All-electron density functional theory (DFT) computations were performed using ORCA quantum chemistry software (version 6.0.0). The hybrid B3LYP functional was employed for all calculations. Geometry optimization utilized the def2-SVP basis set, augmented by the DFT-D3 empirical dispersion correction to account for weak intermolecular interaction to improve the calculation accuracy. Subsequent excited state analyses and SOC calculations employed the def2-TZVP basis set while maintaining the B3LYP functional framework. SOC values were computed through the spin–orbit mean-field method [25].

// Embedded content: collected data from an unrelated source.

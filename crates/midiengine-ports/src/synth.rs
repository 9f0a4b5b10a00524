use serde::{Deserialize, Serialize};
use std::fs;
use std::io::ErrorKind;
use std::path::{Path, PathBuf};
use std::sync::Arc;

#[derive(thiserror::Error, Debug)]
pub enum SynthError {
    #[error("soundfont not found: {0}")]
    NotFound(String),
    #[error("soundfont unreadable: {0}")]
    Unreadable(String),
    #[error("soundfont rejected: {0}")]
    Rejected(String),
    #[error("no soundfont accepted")]
    NoSoundFont,
    #[error("malformed message: {0:02X?}")]
    MalformedMessage(Vec<u8>),
    #[error("backend error: {0}")]
    Backend(String),
}

/// Soundfont bytes read from disk, not yet accepted by any engine.
#[derive(Clone, Debug)]
pub struct SoundFontResource {
    pub path: PathBuf,
    pub data: Arc<[u8]>,
}

impl SoundFontResource {
    pub fn read(path: &Path) -> Result<Self, SynthError> {
        let data = fs::read(path).map_err(|e| match e.kind() {
            ErrorKind::NotFound => SynthError::NotFound(path.display().to_string()),
            _ => SynthError::Unreadable(format!("{}: {}", path.display(), e)),
        })?;
        Ok(Self {
            path: path.to_path_buf(),
            data: data.into(),
        })
    }
}

#[derive(Clone, Debug, PartialEq, Eq, Serialize, Deserialize)]
#[serde(rename_all = "camelCase")]
pub struct SoundFontInfo {
    pub name: String,
    pub preset_count: usize,
}

/// Capability set every platform synthesis engine provides.
///
/// Thread model: all methods are called with the engine lock held, one call
/// at a time per engine. `send_bytes` receives a complete 1-3 byte channel
/// message.
pub trait SynthBackend: Send + Sync {
    /// Verify the resource exists and read it.
    fn load_resource(&self, path: &Path) -> Result<SoundFontResource, SynthError> {
        SoundFontResource::read(path)
    }

    /// Hand a resource to the engine. Replaces any previously accepted bank.
    fn accept_soundfont(&self, resource: SoundFontResource) -> Result<SoundFontInfo, SynthError>;

    fn release_soundfont(&self) -> Result<(), SynthError>;

    fn send_bytes(&self, message: &[u8]) -> Result<(), SynthError>;

    /// Platform audio-session activation. Most engines need nothing here.
    fn activate_audio_session(&self) -> Result<(), SynthError> {
        Ok(())
    }
}
use crate::codec::{CC_CHANNEL_MODE_FIRST, CC_PAN, CC_VOLUME, PITCH_BEND_MAX, PITCH_BEND_MIN};
use midiengine_ports::types::CHANNEL_COUNT;
use serde::{Deserialize, Serialize};
use std::collections::BTreeMap;

pub const DEFAULT_PROGRAM: u8 = 0;
pub const DEFAULT_VOLUME: u8 = 100;
pub const DEFAULT_PAN: u8 = 64;
pub const DEFAULT_PITCH_BEND: i16 = 0;

#[derive(Clone, Debug, PartialEq, Eq, Serialize, Deserialize)]
#[serde(rename_all = "camelCase")]
pub struct ChannelState {
    pub program: u8,
    pub volume: u8,
    pub pan: u8,
    pub pitch_bend: i16,
    /// Last value sent per controller. Volume and pan live in their own
    /// fields; channel mode controllers are never cached.
    pub controllers: BTreeMap<u8, u8>,
}

impl Default for ChannelState {
    fn default() -> Self {
        Self {
            program: DEFAULT_PROGRAM,
            volume: DEFAULT_VOLUME,
            pan: DEFAULT_PAN,
            pitch_bend: DEFAULT_PITCH_BEND,
            controllers: BTreeMap::new(),
        }
    }
}

impl ChannelState {
    pub fn controller(&self, controller: u8) -> Option<u8> {
        match controller {
            CC_VOLUME => Some(self.volume),
            CC_PAN => Some(self.pan),
            _ => self.controllers.get(&controller).copied(),
        }
    }
}

/// Per-channel configuration for all 16 channels.
///
/// Setters clamp into protocol range and return the stored value. Channel
/// arguments wrap with `& 0x0F`, the same way the encoder addresses them.
#[derive(Clone, Debug, Default)]
pub struct ChannelStateTable {
    channels: [ChannelState; CHANNEL_COUNT],
}

fn index(channel: i32) -> usize {
    (channel & 0x0F) as usize
}

fn clamp_data(value: i32) -> u8 {
    value.clamp(0, 127) as u8
}

impl ChannelStateTable {
    pub fn new() -> Self {
        Self::default()
    }

    pub fn set_program(&mut self, channel: i32, program: i32) -> u8 {
        let program = clamp_data(program);
        self.channels[index(channel)].program = program;
        program
    }

    pub fn set_volume(&mut self, channel: i32, volume: i32) -> u8 {
        let volume = clamp_data(volume);
        self.channels[index(channel)].volume = volume;
        volume
    }

    pub fn set_pan(&mut self, channel: i32, pan: i32) -> u8 {
        let pan = clamp_data(pan);
        self.channels[index(channel)].pan = pan;
        pan
    }

    pub fn set_pitch_bend(&mut self, channel: i32, value: i32) -> i16 {
        let value = value.clamp(PITCH_BEND_MIN, PITCH_BEND_MAX) as i16;
        self.channels[index(channel)].pitch_bend = value;
        value
    }

    /// Record a controller value. The controller number is masked to 7 bits
    /// like the encoder does; the value is clamped.
    pub fn set_controller(&mut self, channel: i32, controller: i32, value: i32) -> u8 {
        let controller = (controller & 0x7F) as u8;
        let value = clamp_data(value);
        let state = &mut self.channels[index(channel)];
        match controller {
            CC_VOLUME => state.volume = value,
            CC_PAN => state.pan = value,
            c if c >= CC_CHANNEL_MODE_FIRST => {}
            c => {
                state.controllers.insert(c, value);
            }
        }
        value
    }

    pub fn reset(&mut self, channel: i32) {
        self.channels[index(channel)] = ChannelState::default();
    }

    pub fn reset_all(&mut self) {
        for state in &mut self.channels {
            *state = ChannelState::default();
        }
    }

    pub fn snapshot(&self, channel: i32) -> ChannelState {
        self.channels[index(channel)].clone()
    }
}
use crate::engine::SynthEngine;
use crate::error::EngineError;
use crate::ipc::{Command, MethodCall, Reply};
use midiengine_ports::storage::{SettingsDto, StoragePort};
use midiengine_ports::synth::{SoundFontInfo, SynthBackend};
use serde_json::{json, Value};
use std::panic::{self, AssertUnwindSafe};
use std::sync::Arc;

/// Command boundary: decodes host calls, drives the engine and keeps the
/// persisted settings in step.
pub struct AppCore {
    engine: SynthEngine,
    storage: Option<Box<dyn StoragePort>>,
    settings: SettingsDto,
}

impl AppCore {
    pub fn new(backend: Arc<dyn SynthBackend>, storage: Option<Box<dyn StoragePort>>) -> Self {
        let settings = if let Some(storage) = storage.as_ref() {
            storage.load_settings().unwrap_or_else(|err| {
                tracing::warn!(error = %err, "settings unreadable, using defaults");
                SettingsDto::default()
            })
        } else {
            SettingsDto::default()
        };
        Self::with_settings(backend, storage, settings)
    }

    pub fn with_settings(
        backend: Arc<dyn SynthBackend>,
        storage: Option<Box<dyn StoragePort>>,
        settings: SettingsDto,
    ) -> Self {
        Self {
            engine: SynthEngine::new(backend),
            storage,
            settings,
        }
    }

    pub fn engine(&self) -> &SynthEngine {
        &self.engine
    }

    pub fn settings(&self) -> &SettingsDto {
        &self.settings
    }

    /// Load the remembered soundfont, if autoload is on and one is known.
    pub fn autoload(&mut self) -> Option<Result<SoundFontInfo, EngineError>> {
        if !self.settings.autoload_soundfont {
            return None;
        }
        let path = self.settings.default_soundfont_path.clone()?;
        Some(self.engine.load(&path))
    }

    /// Decode and run one host call. Never panics: a panic anywhere below
    /// is reported as an internal error.
    pub fn handle_call(&mut self, call: &MethodCall) -> Reply {
        let outcome = panic::catch_unwind(AssertUnwindSafe(|| {
            Command::from_call(call).and_then(|command| self.handle_command(command))
        }));

        match outcome {
            Ok(result) => result.into(),
            Err(payload) => {
                let message = panic_message(payload.as_ref());
                tracing::error!(method = %call.method, %message, "command panicked");
                EngineError::Internal(message).into()
            }
        }
    }

    pub fn handle_command(&mut self, command: Command) -> Result<Value, EngineError> {
        match command {
            Command::LoadSoundfont { path } => {
                let info = self.engine.load(&path)?;
                self.settings.default_soundfont_path = Some(path);
                self.save_settings();
                Ok(json!(info))
            }
            Command::UnloadSoundfont => {
                self.engine.unload()?;
                Ok(Value::Bool(true))
            }
            Command::PlayNote {
                note,
                velocity,
                channel,
            } => self.engine.play_note(note, velocity, channel).map(|_| Value::Null),
            Command::StopNote {
                note,
                velocity,
                channel,
            } => self.engine.stop_note(note, velocity, channel).map(|_| Value::Null),
            Command::ChangeProgram { program, channel } => self
                .engine
                .change_program(program, channel)
                .map(|_| Value::Null),
            Command::SetVolume { volume, channel } => {
                self.engine.set_volume(volume, channel).map(|_| Value::Null)
            }
            Command::SetPan { pan, channel } => {
                self.engine.set_pan(pan, channel).map(|_| Value::Null)
            }
            Command::SetReverb(params) => self.engine.set_reverb(params).map(|_| Value::Null),
            Command::SetChorus(params) => self.engine.set_chorus(params).map(|_| Value::Null),
            Command::StopAllNotes => self.engine.stop_all_notes().map(|_| Value::Null),
            Command::ResetAllControllers => {
                self.engine.reset_all_controllers().map(|_| Value::Null)
            }
            Command::SendControlChange {
                controller,
                value,
                channel,
            } => self
                .engine
                .send_control_change(controller, value, channel)
                .map(|_| Value::Null),
            Command::SendPitchBend { value, channel } => {
                self.engine.send_pitch_bend(value, channel).map(|_| Value::Null)
            }
            Command::Unmute => self.engine.unmute().map(|_| Value::Null),
            Command::GetEngineState => {
                let soundfont = self.engine.soundfont().map(|handle| {
                    json!({
                        "path": handle.path().display().to_string(),
                        "info": handle.info(),
                    })
                });
                Ok(json!({
                    "engine": self.engine.state(),
                    "soundfont": soundfont,
                }))
            }
            Command::GetChannelState { channel } => Ok(json!({
                "channel": channel & 0x0F,
                "state": self.engine.channel_state(channel),
            })),
        }
    }

    fn save_settings(&self) {
        if let Some(storage) = self.storage.as_ref() {
            if let Err(err) = storage.save_settings(&self.settings) {
                tracing::warn!(error = %err, "saving settings failed");
            }
        }
    }
}

fn panic_message(payload: &(dyn std::any::Any + Send)) -> String {
    if let Some(message) = payload.downcast_ref::<&str>() {
        (*message).to_string()
    } else if let Some(message) = payload.downcast_ref::<String>() {
        message.clone()
    } else {
        "unknown panic".to_string()
    }
}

3.12.2. HOMO and LUMO Electron Density Calculations

The HOMO and LUMO energy densities were obtained with GaussView 5.0.8 (isovalue—0.02, cubic mesh—coarse) [34].

4. Conclusions

In summary, we have explored the stimuli-responsive properties of MD with different DE values. As a non-conventional luminescent stimuli-responsive RTP material, the phosphorescence emission of MD originates from the hydrogen bonding networks formed by hydroxyl and carbonyl groups. MD tablets with different DE values exhibited RTP emission with phosphorescence lifetimes of 186.91~618.85 ms and afterglow imaging with 1~4 s. A higher DE value corresponded to a stronger phosphorescence lifetime and afterglow effect. However, the afterglow effect of MD tablets was less affected by the hardness. The moisture content of MD tablets weakened the rigid environment by disrupting intramolecular hydrogen bonding networks. Lowering the temperature restricted molecular motions, including the vibration and rotation of the hydroxyl bonds in the MD tablet. Furthermore, oxygen and UV light acted as strong phosphorescence quenchers, inhibiting the phosphorescence emission. MD DE-39 and DE-37 tablets demonstrated excellent resistance to prolonged UV light exposure and ambient air. In addition, this non-destructive detection exhibited a lower signal-to-background ratio compared with the traditional fluorescence detection method. The uniformity of tablets can be non-destructively detected by analyzing the RSD values of the afterglow photographs of MD tablets. In a word, the afterglow signal of tablets can be used to determine the quality of tablets affected by environmental factors, e.g., RH, temperature, oxygen, UV light, etc., during transportation and storage, thereby reducing medicinal risks. Currently, rapid, simple and effective non-destructive detection methods are increasingly being adopted. The new detection method enables the quality inspection of tablets to shift from offline to online detection in real time.